Peggy Gaworski sat at her daughter’s side. Several of her children are considering religious life, she said, but as a parent, she neither “encourages nor discourages” a religious vocation, she said.

“I just want God to lead,” she said. “The last thing I want is for somebody to become a priest or a sister because of my influence, and it not to be the right calling. … It’s up to God.”

The Missionaries of Charity approached their open house with a similar spirit. Sister Davis Kuruppseary, the local superior, said they hoped the open house glorified God, and inspired their visitors to do God’s will, whether or not it led them to join their community.

“It’s not what we do and what we say, it’s that many answer the call of Jesus,” she said.

Five miles away, Visitation Sisters opened the doors of their North Minneapolis monastery to guests, chatting with them over cider and cookies.

Visitors included several people not discerning religious life. John and Dori Wozniak, 64-year-old parishioners of St. Joan of Arc in Minneapolis who live nearby, saw the open house as a way to meet the sisters for the first time and learn more about their outreach.

The Minneapolis monastery is one of constant invitation; neighbors stop by daily looking for conversation, household items and prayers.

It also attracts young women considering religious life; the day before, they hosted a 30-year-old discerning God’s call.

“Opening our doors is very natural,” said Visitation Sister Katherine Mullin, the community’s vocations director, adding that some women seek them out just to know religious sisters.

“It’s in relationship that young women will find the community that they are called to, whatever that is,” she said.

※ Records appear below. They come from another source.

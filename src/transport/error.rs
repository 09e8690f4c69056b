//! Error types for HTTP transport operations.

use std::path::PathBuf;

use thiserror::Error;

/// Error type for a single HTTP round trip.
///
/// Describes what went wrong without dictating recovery strategy; the
/// retry policy decides which variants are worth another attempt.
///
/// Wrapped errors are rendered with their whole source chain.
#[derive(Debug, Error)]
pub enum HttpError {
    /// Network connection failed.
    ///
    /// This includes connection refused, resets, and aborted handshakes.
    #[error("Connection error: {}", chain(.0.as_ref()))]
    Connection(#[source] Box<dyn std::error::Error + Send + Sync>),

    /// TLS negotiation or certificate verification failed.
    ///
    /// Also covers a plain-HTTP server answering an `https` URL.
    #[error("TLS error: {}", chain(.0.as_ref()))]
    Tls(#[source] Box<dyn std::error::Error + Send + Sync>),

    /// The host name could not be resolved.
    #[error("DNS resolution failed: {}", chain(.0.as_ref()))]
    Resolve(#[source] Box<dyn std::error::Error + Send + Sync>),

    /// Request timed out.
    ///
    /// The server did not respond within a transport timeout.
    #[error("Request timed out")]
    Timeout,

    /// The response body could not be read to the end.
    #[error("Failed to read response body (unexpected EOF): {}", chain(.0.as_ref()))]
    Body(#[source] Box<dyn std::error::Error + Send + Sync>),

    /// The provided URL is invalid.
    ///
    /// This typically indicates a configuration error rather than
    /// a transient failure.
    #[error("Invalid URL: {0}")]
    InvalidUrl(String),

    /// Any other request failure (redirect loop, malformed request, ...).
    #[error("Request failed: {}", chain(.0.as_ref()))]
    Request(#[source] Box<dyn std::error::Error + Send + Sync>),
}

impl HttpError {
    /// Returns true for failures that are typically transient.
    ///
    /// TLS and DNS failures are permanent.
    #[must_use]
    pub const fn is_transient(&self) -> bool {
        matches!(self, Self::Connection(_) | Self::Timeout | Self::Body(_))
    }
}

/// Joins an error and its sources with `": "`.
fn chain(error: &(dyn std::error::Error + Send + Sync + 'static)) -> String {
    let mut rendered = error.to_string();
    let mut source = error.source();
    while let Some(cause) = source {
        let message = cause.to_string();
        // Some wrappers already embed their cause in their own message
        if !rendered.ends_with(&message) {
            rendered.push_str(": ");
            rendered.push_str(&message);
        }
        source = cause.source();
    }
    rendered
}

/// Error raised while building the transport from configuration.
#[derive(Debug, Error)]
pub enum TransportBuildError {
    /// A PEM file could not be read.
    #[error("Failed to read {what} '{}': {source}", path.display())]
    ReadPem {
        /// What the file was supposed to contain
        what: &'static str,
        /// Path to the file
        path: PathBuf,
        /// Underlying I/O error
        #[source]
        source: std::io::Error,
    },

    /// A PEM file did not contain usable TLS material.
    #[error("Invalid {what} in '{}': {source}", path.display())]
    InvalidPem {
        /// What the file was supposed to contain
        what: &'static str,
        /// Path to the file
        path: PathBuf,
        /// Parser error
        #[source]
        source: reqwest::Error,
    },

    /// Only one of certificate and key was configured.
    #[error("Client certificate and key must be configured together")]
    IncompleteIdentity,

    /// The underlying HTTP client could not be built.
    #[error("Failed to build HTTP client: {0}")]
    Build(#[source] reqwest::Error),
}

Other local communities hosting open houses were the Dominican Sisters of St. Cecilia, Stillwater; Franciscan Brothers of Peace, St. Paul; Franciscan Clarist Congregation, Vermillion; Franciscan Sisters of Little Falls, Minneapolis; Missionary Oblates of Mary Immaculate, Buffalo; Missionary Sisters of St. Peter Claver, Woodbury; Order of St. Clare, Bloomington; and Pro Ecclesia Sancta, St. Paul.